Arkansas, Georgia, Mississippi, Montana, Oklahoma and West Virginia all set new records for the lowest unemployment rates since the BLS started keeping state-by-state track in 1976.

Forty-nine states and the District of Columbia have seen statistically significant changes in unemployment rates over the last year, all in a positive direction.

In the last year, Nevada's unemployment rate has dropped an incredible 5 percentage points, from 10.2 percent to 5.2 percent, as the number of Americans flocking back to country's gambling mecca has helped set new gaming records. The unemployment rates in Hawaii and New York, two other states hit hard by the pandemic, rebounded more than 3 percentage points each.

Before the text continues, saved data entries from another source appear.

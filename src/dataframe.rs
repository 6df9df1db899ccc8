//! polars `DataFrame` adapter.
//!
//! [`dataset_from_dataframe`] copies a polars frame into a [`DataSet`]. Column dtypes become
//! declared [`DataType`]s, so typed polars columns keep their kind during inference:
//!
//! | polars dtype | declared type | cells |
//! |---|---|---|
//! | `Boolean` | `Bool` | `Bool` |
//! | any integer | `Int64` | `Int64` (`UInt64` above `i64::MAX` as `Float64`) |
//! | `Float32`, `Float64` | `Float64` | `Float64` |
//! | `String` | `Utf8` | `Utf8` |
//! | `Categorical`, `Enum` | `Categorical` | `Utf8` category label |
//! | `Decimal` | `Object` | `Decimal` |
//! | `Binary` | `Bytes` | `Bytes` |
//! | `Date` | `Date` | `Date` |
//! | `Datetime` without time zone | `DateTime` | `DateTime` |
//! | `Datetime` with time zone | `DateTime` | `DateTimeTz` in that zone |
//! | `Duration` | `Duration` | `Duration` |
//! | anything else | `Object` | text form |
//!
//! Zones are carried as fixed offsets: `UTC` and `±HH[:MM]` keep their offset, other zone
//! names fall back to UTC.

use chrono::{DateTime, FixedOffset, TimeDelta, Utc};
use polars::prelude::{AnyValue, Column, DataFrame, DataType as PlDataType, TimeUnit};
use rust_decimal::Decimal;

use crate::error::ExtractResult;
use crate::ingestion::date_from_epoch_days;
use crate::types::{DataSet, DataType, Field, Schema, Value};

/// Copy `df` into a [`DataSet`].
pub fn dataset_from_dataframe(df: &DataFrame) -> ExtractResult<DataSet> {
    let height = df.height();
    let mut fields = Vec::with_capacity(df.width());
    let mut columns = Vec::with_capacity(df.width());
    for name in df.get_column_names() {
        let column = df.column(name.as_str())?;
        fields.push(Field::new(name.as_str(), declared_type(column.dtype())));
        columns.push(column_values(column)?.into_iter());
    }

    let rows = (0..height)
        .map(|_| {
            columns
                .iter_mut()
                .map(|cells| cells.next().unwrap_or(Value::Null))
                .collect()
        })
        .collect();

    Ok(DataSet::new(Schema::new(fields), rows))
}

fn declared_type(dtype: &PlDataType) -> DataType {
    match dtype {
        PlDataType::Boolean => DataType::Bool,
        PlDataType::String => DataType::Utf8,
        PlDataType::Categorical(..) | PlDataType::Enum(..) => DataType::Categorical,
        PlDataType::Binary => DataType::Bytes,
        PlDataType::Date => DataType::Date,
        PlDataType::Datetime(..) => DataType::DateTime,
        PlDataType::Duration(_) => DataType::Duration,
        d if d.is_integer() => DataType::Int64,
        d if d.is_float() => DataType::Float64,
        _ => DataType::Object,
    }
}

fn column_values(column: &Column) -> ExtractResult<Vec<Value>> {
    match column.dtype() {
        PlDataType::Categorical(..) | PlDataType::Enum(..) => {
            cells(&column.cast(&PlDataType::String)?, label_value)
        }
        PlDataType::Decimal(..) => cells(&column.cast(&PlDataType::String)?, |av| {
            match text_of(&av) {
                Some(s) => decimal_value(s),
                None => Value::Null,
            }
        }),
        PlDataType::Datetime(_, Some(tz)) => {
            let tz = tz.as_str().to_string();
            cells(column, |av| value_from_any(av, Some(&tz)))
        }
        _ => cells(column, |av| value_from_any(av, None)),
    }
}

fn cells(column: &Column, convert: impl Fn(AnyValue<'_>) -> Value) -> ExtractResult<Vec<Value>> {
    (0..column.len())
        .map(|i| Ok(convert(column.get(i)?)))
        .collect()
}

fn text_of<'a>(av: &'a AnyValue<'_>) -> Option<&'a str> {
    match av {
        AnyValue::String(s) => Some(*s),
        AnyValue::StringOwned(s) => Some(s.as_str()),
        _ => None,
    }
}

fn label_value(av: AnyValue<'_>) -> Value {
    text_of(&av)
        .map(|s| Value::Utf8(s.to_string()))
        .unwrap_or(Value::Null)
}

fn decimal_value(text: &str) -> Value {
    text.trim()
        .parse::<Decimal>()
        .map(Value::Decimal)
        .unwrap_or(Value::Null)
}

fn value_from_any(av: AnyValue<'_>, tz: Option<&str>) -> Value {
    match av {
        AnyValue::Null => Value::Null,
        AnyValue::Boolean(b) => Value::Bool(b),
        AnyValue::Int32(v) => Value::Int64(i64::from(v)),
        AnyValue::Int64(v) => Value::Int64(v),
        AnyValue::UInt32(v) => Value::Int64(i64::from(v)),
        AnyValue::UInt64(v) => i64::try_from(v)
            .map(Value::Int64)
            .unwrap_or(Value::Float64(v as f64)),
        AnyValue::Float32(v) => Value::Float64(f64::from(v)),
        AnyValue::Float64(v) => Value::Float64(v),
        AnyValue::String(s) => Value::Utf8(s.to_string()),
        AnyValue::StringOwned(s) => Value::Utf8(s.to_string()),
        AnyValue::Binary(b) => Value::Bytes(b.to_vec()),
        AnyValue::BinaryOwned(b) => Value::Bytes(b),
        AnyValue::Date(days) => date_from_epoch_days(days)
            .map(Value::Date)
            .unwrap_or(Value::Null),
        AnyValue::Datetime(v, tu, _) => timestamp_value(v, tu, tz),
        AnyValue::DatetimeOwned(v, tu, _) => timestamp_value(v, tu, tz),
        AnyValue::Duration(v, tu) => duration_value(v, tu),
        other => {
            let dtype = other.dtype();
            if dtype.is_integer() {
                other.extract::<i64>().map(Value::Int64).unwrap_or(Value::Null)
            } else if dtype.is_float() {
                other.extract::<f64>().map(Value::Float64).unwrap_or(Value::Null)
            } else {
                Value::Utf8(other.to_string())
            }
        }
    }
}

fn timestamp_value(v: i64, tu: TimeUnit, tz: Option<&str>) -> Value {
    let utc: Option<DateTime<Utc>> = match tu {
        TimeUnit::Nanoseconds => Some(DateTime::from_timestamp_nanos(v)),
        TimeUnit::Microseconds => DateTime::from_timestamp_micros(v),
        TimeUnit::Milliseconds => DateTime::from_timestamp_millis(v),
    };
    let Some(utc) = utc else {
        return Value::Null;
    };
    let Some(tz) = tz else {
        return Value::DateTime(utc.naive_utc());
    };
    match zone_offset(tz).or_else(|| FixedOffset::east_opt(0)) {
        Some(offset) => Value::DateTimeTz(utc.with_timezone(&offset)),
        None => Value::Null,
    }
}

/// `UTC`, `Z` or `±HH[[:]MM]` as a fixed offset.
fn zone_offset(tz: &str) -> Option<FixedOffset> {
    if matches!(tz, "UTC" | "Etc/UTC" | "Z") {
        return FixedOffset::east_opt(0);
    }
    let sign = match tz.as_bytes().first()? {
        b'+' => 1,
        b'-' => -1,
        _ => return None,
    };
    let rest = &tz[1..];
    let (hours, minutes) = match rest.split_once(':') {
        Some(parts) => parts,
        None => (rest.get(..2)?, rest.get(2..)?),
    };
    if hours.len() != 2 || !(minutes.is_empty() || minutes.len() == 2) {
        return None;
    }
    let hours: i32 = hours.parse().ok()?;
    let minutes: i32 = if minutes.is_empty() { 0 } else { minutes.parse().ok()? };
    FixedOffset::east_opt(sign * (hours * 3600 + minutes * 60))
}

fn duration_value(v: i64, tu: TimeUnit) -> Value {
    let d = match tu {
        TimeUnit::Nanoseconds => Some(TimeDelta::nanoseconds(v)),
        TimeUnit::Microseconds => Some(TimeDelta::microseconds(v)),
        TimeUnit::Milliseconds => TimeDelta::try_milliseconds(v),
    };
    d.map(Value::Duration).unwrap_or(Value::Null)
}
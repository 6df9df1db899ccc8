//! Core data model for the table being converted.
//!
//! A [`DataSet`] is an in-memory table: a [`Schema`] of named fields, each with a declared
//! [`DataType`], and row-major storage of dynamically typed [`Value`]s. Cells are not required
//! to match their field's declared type; reconciling the two is the job of
//! [`crate::inference`] and [`crate::coercion`].

use std::fmt;

use chrono::{DateTime, Datelike, FixedOffset, Months, NaiveDate, NaiveDateTime, NaiveTime, TimeDelta};
use rust_decimal::Decimal;

/// Declared data type of a column.
///
/// A typed column keeps its declared kind unless a cell contradicts it; [`DataType::Object`]
/// columns are inferred from their values.
#[derive(Debug, Clone, PartialEq, Eq)]
pub enum DataType {
    /// 64-bit signed integer.
    Int64,
    /// 64-bit floating point number.
    Float64,
    /// Boolean.
    Bool,
    /// UTF-8 string.
    Utf8,
    /// Raw byte strings.
    Bytes,
    /// Calendar date.
    Date,
    /// Timestamp.
    DateTime,
    /// Elapsed time.
    Duration,
    /// Strings drawn from a fixed set of categories.
    Categorical,
    /// No declared type; values may be anything.
    Object,
}

/// A single named, typed field in a [`Schema`].
#[derive(Debug, Clone, PartialEq, Eq)]
pub struct Field {
    /// Field/column name.
    pub name: String,
    /// Field data type.
    pub data_type: DataType,
}

impl Field {
    /// Create a new field.
    pub fn new(name: impl Into<String>, data_type: DataType) -> Self {
        Self {
            name: name.into(),
            data_type,
        }
    }
}

/// A list of fields describing the shape of a table.
#[derive(Debug, Clone, PartialEq, Eq)]
pub struct Schema {
    /// Ordered list of fields.
    pub fields: Vec<Field>,
}

impl Schema {
    /// Create a new schema from fields.
    pub fn new(fields: Vec<Field>) -> Self {
        Self { fields }
    }

    /// Iterate field names in order.
    pub fn field_names(&self) -> impl Iterator<Item = &str> {
        self.fields.iter().map(|f| f.name.as_str())
    }

    /// Returns the index of a field by name, if present.
    pub fn index_of(&self, name: &str) -> Option<usize> {
        self.fields.iter().position(|f| f.name == name)
    }
}

/// Granularity of a [`Period`].
#[derive(Debug, Clone, Copy, PartialEq, Eq, Hash)]
pub enum PeriodFreq {
    Year,
    Quarter,
    Month,
    Week,
    Day,
    Hour,
    Minute,
    Second,
}

/// A span of time identified by its start and frequency, e.g. the month `2024-02`.
#[derive(Debug, Clone, Copy, PartialEq, Eq, Hash)]
pub struct Period {
    /// First instant of the period.
    pub start: NaiveDateTime,
    /// Length of the period.
    pub freq: PeriodFreq,
}

impl Period {
    pub fn new(start: NaiveDateTime, freq: PeriodFreq) -> Self {
        Self { start, freq }
    }

    /// First instant after the period, or `None` if it falls outside the representable range.
    pub fn end(&self) -> Option<NaiveDateTime> {
        match self.freq {
            PeriodFreq::Year => self.start.checked_add_months(Months::new(12)),
            PeriodFreq::Quarter => self.start.checked_add_months(Months::new(3)),
            PeriodFreq::Month => self.start.checked_add_months(Months::new(1)),
            PeriodFreq::Week => self.start.checked_add_signed(TimeDelta::weeks(1)),
            PeriodFreq::Day => self.start.checked_add_signed(TimeDelta::days(1)),
            PeriodFreq::Hour => self.start.checked_add_signed(TimeDelta::hours(1)),
            PeriodFreq::Minute => self.start.checked_add_signed(TimeDelta::minutes(1)),
            PeriodFreq::Second => self.start.checked_add_signed(TimeDelta::seconds(1)),
        }
    }

    /// Calendar length of the period (a February month is 28 or 29 days).
    pub fn span(&self) -> Option<TimeDelta> {
        self.end().map(|end| end - self.start)
    }
}

impl fmt::Display for Period {
    fn fmt(&self, f: &mut fmt::Formatter<'_>) -> fmt::Result {
        let s = self.start;
        match self.freq {
            PeriodFreq::Year => write!(f, "{}", s.format("%Y")),
            PeriodFreq::Quarter => write!(f, "{}Q{}", s.year(), s.month0() / 3 + 1),
            PeriodFreq::Month => write!(f, "{}", s.format("%Y-%m")),
            PeriodFreq::Week | PeriodFreq::Day => write!(f, "{}", s.format("%Y-%m-%d")),
            PeriodFreq::Hour => write!(f, "{}", s.format("%Y-%m-%d %H:00")),
            PeriodFreq::Minute => write!(f, "{}", s.format("%Y-%m-%d %H:%M")),
            PeriodFreq::Second => write!(f, "{}", s.format("%Y-%m-%d %H:%M:%S")),
        }
    }
}

/// A single dynamically typed cell in a [`DataSet`].
#[derive(Debug, Clone, PartialEq)]
pub enum Value {
    /// Missing value.
    Null,
    /// 64-bit signed integer.
    Int64(i64),
    /// 64-bit float. `NaN` counts as missing.
    Float64(f64),
    /// Boolean.
    Bool(bool),
    /// UTF-8 string.
    Utf8(String),
    /// Raw bytes, not necessarily UTF-8.
    Bytes(Vec<u8>),
    /// Exact decimal number.
    Decimal(Decimal),
    /// Complex number.
    Complex { re: f64, im: f64 },
    /// Calendar date.
    Date(NaiveDate),
    /// Timestamp without a zone.
    DateTime(NaiveDateTime),
    /// Timestamp with a fixed UTC offset.
    DateTimeTz(DateTime<FixedOffset>),
    /// Time of day.
    Time(NaiveTime),
    /// Elapsed time.
    Duration(TimeDelta),
    /// Calendar period.
    Period(Period),
}

impl Value {
    /// Whether the value counts as missing: `Null`, or a float/complex holding `NaN`.
    pub fn is_null(&self) -> bool {
        match self {
            Value::Null => true,
            Value::Float64(v) => v.is_nan(),
            Value::Complex { re, im } => re.is_nan() || im.is_nan(),
            _ => false,
        }
    }
}

impl fmt::Display for Value {
    fn fmt(&self, f: &mut fmt::Formatter<'_>) -> fmt::Result {
        match self {
            Value::Null => Ok(()),
            Value::Int64(v) => write!(f, "{v}"),
            Value::Float64(v) => write!(f, "{v}"),
            Value::Bool(v) => write!(f, "{v}"),
            Value::Utf8(s) => f.write_str(s),
            Value::Bytes(b) => f.write_str(&String::from_utf8_lossy(b)),
            Value::Decimal(d) => write!(f, "{d}"),
            Value::Complex { re, im } => {
                if im.is_sign_negative() {
                    write!(f, "{re}-{}i", -im)
                } else {
                    write!(f, "{re}+{im}i")
                }
            }
            Value::Date(d) => write!(f, "{}", d.format("%Y-%m-%d")),
            Value::DateTime(dt) => write!(f, "{}", dt.format("%Y-%m-%d %H:%M:%S%.f")),
            Value::DateTimeTz(dt) => write!(f, "{}", dt.format("%Y-%m-%d %H:%M:%S%.f%:z")),
            Value::Time(t) => write!(f, "{}", t.format("%H:%M:%S%.f")),
            Value::Duration(d) => fmt_duration(f, d),
            Value::Period(p) => write!(f, "{p}"),
        }
    }
}

pub(crate) const MICROS_PER_SECOND: i64 = 1_000_000;
pub(crate) const MICROS_PER_DAY: i64 = 86_400 * MICROS_PER_SECOND;

/// Formats as `[N days ]HH:MM:SS[.ffffff]`, with the day count carrying the sign.
fn fmt_duration(f: &mut fmt::Formatter<'_>, d: &TimeDelta) -> fmt::Result {
    let Some(micros) = d.num_microseconds() else {
        return write!(f, "{} days", d.num_days());
    };
    let days = micros.div_euclid(MICROS_PER_DAY);
    let rem = micros.rem_euclid(MICROS_PER_DAY);
    let secs = rem / MICROS_PER_SECOND;
    let frac = rem % MICROS_PER_SECOND;
    if days != 0 {
        write!(f, "{days} days ")?;
    }
    write!(f, "{:02}:{:02}:{:02}", secs / 3600, secs / 60 % 60, secs % 60)?;
    if frac != 0 {
        write!(f, ".{frac:06}")?;
    }
    Ok(())
}

/// In-memory tabular dataset.
///
/// Rows are stored as `Vec<Vec<Value>>` in the same order as the [`Schema`] fields.
#[derive(Debug, Clone, PartialEq)]
pub struct DataSet {
    /// Schema describing row shape.
    pub schema: Schema,
    /// Row-major value storage.
    pub rows: Vec<Vec<Value>>,
}

impl DataSet {
    /// Create a dataset from schema and rows.
    pub fn new(schema: Schema, rows: Vec<Vec<Value>>) -> Self {
        Self { schema, rows }
    }

    /// Number of rows in the dataset.
    pub fn row_count(&self) -> usize {
        self.rows.len()
    }

    /// Iterate the values of column `index` in row order.
    ///
    /// Rows shorter than `index + 1` yield [`Value::Null`].
    pub fn column(&self, index: usize) -> impl Iterator<Item = &Value> {
        self.rows
            .iter()
            .map(move |row| row.get(index).unwrap_or(&Value::Null))
    }
}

The number of people employed in nonfarm jobs grew by significant margins in 46 states and D.C. over the last year. California added more than 1.1 million jobs, Texas added 687,000 new positions and Florida added half a million. The number of people employed in Nevada rose by 10 percent, the highest proportional increase in the country.

Eighteen states now have more people employed than held jobs in February 2020, just before the pandemic took hold and sent unemployment rates skyrocketing, according to the BLS figures. Those states were: Alabama, Alaska, Colorado, Delaware, Georgia, Hawaii, Idaho, Montana, Nebraska, New Jersey, North Dakota, Oklahoma, Oregon, Rhode Island, South Dakota, Texas, Utah and Wisconsin.

Several others, including Kansas, Illinois, Florida, Mississippi, South Carolina, Washington and Wyoming, are poised to surpass their pre-pandemic employment totals in the coming months. Those states have just a few thousand jobs less today than they did during the pandemic.

The nation's capital has the highest unemployment rate in the country, according to the BLS data. The agency said D.C.'s unemployment rate, which historically tracks higher than the national average, stands at 6.3 percent.

California, Alaska, Connecticut, Maryland, Illinois, Nevada, New Jersey, New Mexico, New York and Pennsylvania all have unemployment rates at or above 5 percent.

The coronavirus pandemic delivered a terrible jolt to the national economy as businesses shuttered or laid off workers. BLS historical data shows 44 states reached their highest level of recorded unemployment ever in April or May of 2020.